Your job is to restate each entry word for word.

Dataset records:
☆ ☆ ☆
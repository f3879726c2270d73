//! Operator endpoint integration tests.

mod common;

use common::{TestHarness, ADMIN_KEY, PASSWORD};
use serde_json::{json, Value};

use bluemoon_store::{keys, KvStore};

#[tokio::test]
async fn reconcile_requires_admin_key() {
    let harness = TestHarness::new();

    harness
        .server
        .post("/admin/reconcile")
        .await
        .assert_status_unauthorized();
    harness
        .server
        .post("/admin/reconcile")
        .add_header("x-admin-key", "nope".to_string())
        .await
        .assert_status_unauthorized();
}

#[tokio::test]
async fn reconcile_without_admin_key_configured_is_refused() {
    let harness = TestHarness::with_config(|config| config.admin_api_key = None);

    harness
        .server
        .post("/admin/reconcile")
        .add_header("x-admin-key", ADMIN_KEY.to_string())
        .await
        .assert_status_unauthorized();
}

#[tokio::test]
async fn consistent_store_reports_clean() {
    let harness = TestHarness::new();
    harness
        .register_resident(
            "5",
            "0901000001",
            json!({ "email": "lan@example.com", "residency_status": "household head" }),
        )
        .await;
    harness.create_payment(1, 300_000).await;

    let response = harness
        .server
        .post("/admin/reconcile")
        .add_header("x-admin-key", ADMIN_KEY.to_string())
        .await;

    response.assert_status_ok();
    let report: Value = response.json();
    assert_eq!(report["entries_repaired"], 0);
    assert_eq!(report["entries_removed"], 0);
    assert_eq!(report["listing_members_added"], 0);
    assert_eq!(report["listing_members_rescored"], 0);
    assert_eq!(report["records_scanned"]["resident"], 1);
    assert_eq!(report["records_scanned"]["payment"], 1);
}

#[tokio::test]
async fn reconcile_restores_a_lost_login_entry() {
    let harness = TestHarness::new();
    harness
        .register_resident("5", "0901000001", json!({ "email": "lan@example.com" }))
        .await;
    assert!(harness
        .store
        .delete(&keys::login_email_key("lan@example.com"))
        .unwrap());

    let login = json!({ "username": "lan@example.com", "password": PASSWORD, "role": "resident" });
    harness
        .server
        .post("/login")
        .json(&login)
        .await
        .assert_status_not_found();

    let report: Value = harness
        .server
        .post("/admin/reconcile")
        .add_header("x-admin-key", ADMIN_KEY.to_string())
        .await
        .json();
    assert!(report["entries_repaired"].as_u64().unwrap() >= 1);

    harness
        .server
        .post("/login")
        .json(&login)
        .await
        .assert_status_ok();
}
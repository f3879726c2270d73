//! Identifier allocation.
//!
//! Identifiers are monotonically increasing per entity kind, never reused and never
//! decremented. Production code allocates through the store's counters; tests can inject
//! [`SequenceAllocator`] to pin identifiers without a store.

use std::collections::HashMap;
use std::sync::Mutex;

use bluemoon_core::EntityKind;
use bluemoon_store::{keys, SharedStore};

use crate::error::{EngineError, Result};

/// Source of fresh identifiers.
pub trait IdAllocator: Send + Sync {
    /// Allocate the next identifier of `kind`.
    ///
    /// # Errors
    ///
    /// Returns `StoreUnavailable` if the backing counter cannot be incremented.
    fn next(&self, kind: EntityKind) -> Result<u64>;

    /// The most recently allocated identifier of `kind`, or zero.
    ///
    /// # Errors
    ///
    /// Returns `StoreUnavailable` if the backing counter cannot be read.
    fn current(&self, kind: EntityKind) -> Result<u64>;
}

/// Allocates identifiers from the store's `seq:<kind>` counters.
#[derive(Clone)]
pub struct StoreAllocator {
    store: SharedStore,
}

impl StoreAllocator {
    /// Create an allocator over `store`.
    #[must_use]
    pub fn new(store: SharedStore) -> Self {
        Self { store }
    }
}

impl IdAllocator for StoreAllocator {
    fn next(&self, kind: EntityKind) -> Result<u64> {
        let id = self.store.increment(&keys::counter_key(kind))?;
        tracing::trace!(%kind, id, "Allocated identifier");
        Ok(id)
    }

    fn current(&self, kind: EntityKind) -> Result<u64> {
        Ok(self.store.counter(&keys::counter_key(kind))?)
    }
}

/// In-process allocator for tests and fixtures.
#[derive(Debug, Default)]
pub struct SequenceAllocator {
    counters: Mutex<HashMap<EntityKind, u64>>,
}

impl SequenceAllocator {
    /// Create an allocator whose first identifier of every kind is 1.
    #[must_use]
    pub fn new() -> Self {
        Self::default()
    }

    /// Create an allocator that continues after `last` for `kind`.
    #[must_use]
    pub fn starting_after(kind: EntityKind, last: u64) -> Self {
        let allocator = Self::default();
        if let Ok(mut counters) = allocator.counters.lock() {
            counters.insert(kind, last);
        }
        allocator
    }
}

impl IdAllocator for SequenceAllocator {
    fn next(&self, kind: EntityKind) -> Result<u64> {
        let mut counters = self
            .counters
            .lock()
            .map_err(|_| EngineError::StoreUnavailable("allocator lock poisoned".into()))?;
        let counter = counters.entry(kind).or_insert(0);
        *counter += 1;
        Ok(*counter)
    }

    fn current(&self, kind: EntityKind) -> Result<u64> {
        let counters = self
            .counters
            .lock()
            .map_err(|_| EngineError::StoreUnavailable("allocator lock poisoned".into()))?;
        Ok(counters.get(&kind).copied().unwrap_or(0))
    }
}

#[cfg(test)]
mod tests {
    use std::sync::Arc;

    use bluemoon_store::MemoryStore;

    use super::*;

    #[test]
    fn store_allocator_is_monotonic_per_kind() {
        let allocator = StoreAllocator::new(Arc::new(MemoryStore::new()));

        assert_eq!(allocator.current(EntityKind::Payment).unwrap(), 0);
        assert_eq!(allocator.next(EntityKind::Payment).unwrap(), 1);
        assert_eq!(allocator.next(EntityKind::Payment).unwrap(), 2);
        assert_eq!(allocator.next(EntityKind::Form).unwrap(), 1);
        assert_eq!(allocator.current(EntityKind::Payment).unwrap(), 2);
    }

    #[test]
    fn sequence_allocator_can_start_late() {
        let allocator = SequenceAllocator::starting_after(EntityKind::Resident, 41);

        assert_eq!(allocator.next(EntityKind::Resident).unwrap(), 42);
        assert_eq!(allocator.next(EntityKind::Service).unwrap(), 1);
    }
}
☆ ☆ ☆
Reply:
repository f3879726c2270d73
//! Operator endpoint integration tests.

mod common;

use common::{TestHarness, ADMIN_KEY, PASSWORD};
use serde_json::{json, Value};

use bluemoon_store::{keys, KvStore};

#[tokio::test]
async fn reconcile_requires_admin_key() {
    let harness = TestHarness::new();

    harness
        .server
        .post("/admin/reconcile")
        .await
        .assert_status_unauthorized();
    harness
        .server
        .post("/admin/reconcile")
        .add_header("x-admin-key", "nope".to_string())
        .await
        .assert_status_unauthorized();
}

#[tokio::test]
async fn reconcile_without_admin_key_configured_is_refused() {
    let harness = TestHarness::with_config(|config| config.admin_api_key = None);

    harness
        .server
        .post("/admin/reconcile")
        .add_header("x-admin-key", ADMIN_KEY.to_string())
        .await
        .assert_status_unauthorized();
}

#[tokio::test]
async fn consistent_store_reports_clean() {
    let harness = TestHarness::new();
    harness
        .register_resident(
            "5",
            "0901000001",
            json!({ "email": "lan@example.com", "residency_status": "household head" }),
        )
        .await;
    harness.create_payment(1, 300_000).await;

    let response = harness
        .server
        .post("/admin/reconcile")
        .add_header("x-admin-key", ADMIN_KEY.to_string())
        .await;

    response.assert_status_ok();
    let report: Value = response.json();
    assert_eq!(report["entries_repaired"], 0);
    assert_eq!(report["entries_removed"], 0);
    assert_eq!(report["listing_members_added"], 0);
    assert_eq!(report["listing_members_rescored"], 0);
    assert_eq!(report["records_scanned"]["resident"], 1);
    assert_eq!(report["records_scanned"]["payment"], 1);
}

#[tokio::test]
async fn reconcile_restores_a_lost_login_entry() {
    let harness = TestHarness::new();
    harness
        .register_resident("5", "0901000001", json!({ "email": "lan@example.com" }))
        .await;
    assert!(harness
        .store
        .delete(&keys::login_email_key("lan@example.com"))
        .unwrap());

    let login = json!({ "username": "lan@example.com", "password": PASSWORD, "role": "resident" });
    harness
        .server
        .post("/login")
        .json(&login)
        .await
        .assert_status_not_found();

    let report: Value = harness
        .server
        .post("/admin/reconcile")
        .add_header("x-admin-key", ADMIN_KEY.to_string())
        .await
        .json();
    assert!(report["entries_repaired"].as_u64().unwrap() >= 1);

    harness
        .server
        .post("/login")
        .json(&login)
        .await
        .assert_status_ok();
}
repository f3879726c2270d73
//! Identifier allocation.
//!
//! Identifiers are monotonically increasing per entity kind, never reused and never
//! decremented. Production code allocates through the store's counters; tests can inject
//! [`SequenceAllocator`] to pin identifiers without a store.

use std::collections::HashMap;
use std::sync::Mutex;

use bluemoon_core::EntityKind;
use bluemoon_store::{keys, SharedStore};

use crate::error::{EngineError, Result};

/// Source of fresh identifiers.
pub trait IdAllocator: Send + Sync {
    /// Allocate the next identifier of `kind`.
    ///
    /// # Errors
    ///
    /// Returns `StoreUnavailable` if the backing counter cannot be incremented.
    fn next(&self, kind: EntityKind) -> Result<u64>;

    /// The most recently allocated identifier of `kind`, or zero.
    ///
    /// # Errors
    ///
    /// Returns `StoreUnavailable` if the backing counter cannot be read.
    fn current(&self, kind: EntityKind) -> Result<u64>;
}

/// Allocates identifiers from the store's `seq:<kind>` counters.
#[derive(Clone)]
pub struct StoreAllocator {
    store: SharedStore,
}

impl StoreAllocator {
    /// Create an allocator over `store`.
    #[must_use]
    pub fn new(store: SharedStore) -> Self {
        Self { store }
    }
}

impl IdAllocator for StoreAllocator {
    fn next(&self, kind: EntityKind) -> Result<u64> {
        let id = self.store.increment(&keys::counter_key(kind))?;
        tracing::trace!(%kind, id, "Allocated identifier");
        Ok(id)
    }

    fn current(&self, kind: EntityKind) -> Result<u64> {
        Ok(self.store.counter(&keys::counter_key(kind))?)
    }
}

/// In-process allocator for tests and fixtures.
#[derive(Debug, Default)]
pub struct SequenceAllocator {
    counters: Mutex<HashMap<EntityKind, u64>>,
}

impl SequenceAllocator {
    /// Create an allocator whose first identifier of every kind is 1.
    #[must_use]
    pub fn new() -> Self {
        Self::default()
    }

    /// Create an allocator that continues after `last` for `kind`.
    #[must_use]
    pub fn starting_after(kind: EntityKind, last: u64) -> Self {
        let allocator = Self::default();
        if let Ok(mut counters) = allocator.counters.lock() {
            counters.insert(kind, last);
        }
        allocator
    }
}

impl IdAllocator for SequenceAllocator {
    fn next(&self, kind: EntityKind) -> Result<u64> {
        let mut counters = self
            .counters
            .lock()
            .map_err(|_| EngineError::StoreUnavailable("allocator lock poisoned".into()))?;
        let counter = counters.entry(kind).or_insert(0);
        *counter += 1;
        Ok(*counter)
    }

    fn current(&self, kind: EntityKind) -> Result<u64> {
        let counters = self
            .counters
            .lock()
            .map_err(|_| EngineError::StoreUnavailable("allocator lock poisoned".into()))?;
        Ok(counters.get(&kind).copied().unwrap_or(0))
    }
}

#[cfg(test)]
mod tests {
    use std::sync::Arc;

    use bluemoon_store::MemoryStore;

    use super::*;

    #[test]
    fn store_allocator_is_monotonic_per_kind() {
        let allocator = StoreAllocator::new(Arc::new(MemoryStore::new()));

        assert_eq!(allocator.current(EntityKind::Payment).unwrap(), 0);
        assert_eq!(allocator.next(EntityKind::Payment).unwrap(), 1);
        assert_eq!(allocator.next(EntityKind::Payment).unwrap(), 2);
        assert_eq!(allocator.next(EntityKind::Form).unwrap(), 1);
        assert_eq!(allocator.current(EntityKind::Payment).unwrap(), 2);
    }

    #[test]
    fn sequence_allocator_can_start_late() {
        let allocator = SequenceAllocator::starting_after(EntityKind::Resident, 41);

        assert_eq!(allocator.next(EntityKind::Resident).unwrap(), 42);
        assert_eq!(allocator.next(EntityKind::Service).unwrap(), 1);
    }
}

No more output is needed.